Q: How does Ridge regression help in reducing overfitting?

Ridge regression adds a penalty term to the least squares method, which shrinks the parameters of the model. This reduces the variance of the model and makes predictions less sensitive to the training data, reducing overfitting.

Q: What is the role of lambda in Ridge regression?

Lambda controls the severity of the penalty term in Ridge regression. A higher lambda value results in a stronger penalty, leading to greater shrinking of the parameters. It helps to determine the trade-off between bias and variance in the model.
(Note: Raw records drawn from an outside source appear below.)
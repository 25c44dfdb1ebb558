//! Main entry point for the TMC application.
//!
//! Starts the REST server around one shared [`MatchEngine`] instance wired to
//! the default collaborators. Notification delivery and audit storage are
//! external concerns; the defaults emit structured log lines an external
//! subscriber can consume.

use tracing_subscriber::{layer::SubscriberExt, util::SubscriberInitExt};

use tmc_core::MatchEngine;

/// Main entry point for the TMC application.
///
/// # Environment Variables
/// - `TMC_REST_ADDR`: REST server address (default: "0.0.0.0:3000")
/// - `RUST_LOG`: tracing filter, e.g. `tmc=info`
///
/// # Returns
/// * `Ok(())` - If the server starts and runs successfully
/// * `Err(anyhow::Error)` - If server startup or runtime fails
#[tokio::main]
async fn main() -> anyhow::Result<()> {
    dotenvy::dotenv().ok();

    tracing_subscriber::registry()
        .with(tracing_subscriber::EnvFilter::from_default_env().add_directive("tmc=info".parse()?))
        .with(tracing_subscriber::fmt::layer())
        .init();

    let rest_addr = std::env::var("TMC_REST_ADDR").unwrap_or_else(|_| "0.0.0.0:3000".into());

    tracing::info!("++ Starting TMC REST on {}", rest_addr);

    let engine = MatchEngine::with_defaults();
    let app = api_rest::build_router(engine);

    let listener = tokio::net::TcpListener::bind(&rest_addr).await?;
    axum::serve(listener, app).await?;

    Ok(())
}
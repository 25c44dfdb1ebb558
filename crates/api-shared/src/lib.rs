//! # API Shared
//!
//! Shared wire types for TMC APIs.
//!
//! Contains:
//! - Request/response DTOs (`dto` module), the strict wire model for the
//!   REST surface with translation from the engine's domain types
//! - The shared `HealthService`
//!
//! The wire model keeps timestamps as RFC 3339 strings and ids as strings, so
//! the engine's internal representation can evolve without breaking clients.

pub mod dto;
pub mod health;

pub use health::HealthService;
pub use dto::*;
Q: Can Ridge regression be applied to logistic regression?

Yes, Ridge regression can be applied to logistic regression models. In this case, instead of minimizing the sum of squared residuals, Ridge regression optimizes the sum of likelihoods. The penalty term helps reduce overfitting and makes the predictions less sensitive to the input variables.

Q: How does Ridge regression handle models with a large number of parameters and limited data?

When there is limited data to estimate a large number of parameters, Ridge regression can still find a solution by using cross-validation and the penalty term. By introducing the penalty, Ridge regression is able to find a solution even when there isn't enough data for traditional least squares estimation.

Key Insights:

  • Ridge regression reduces overfitting by introducing bias in the model's parameters.
  • The penalty term in Ridge regression helps strike a balance between bias and variance in the model.
  • Lambda controls the severity of the penalty, determining the trade-off between bias and variance.
  • Ridge regression can be applied to linear regression, logistic regression, and complex models with a large number of parameters.
  • Limited data can still lead to accurate parameter estimates in Ridge regression through the use of cross-validation.

Summary & Key Takeaways

  • Ridge regression is a regularization technique that reduces overfitting in machine learning models by adding a penalty term to the least squares method.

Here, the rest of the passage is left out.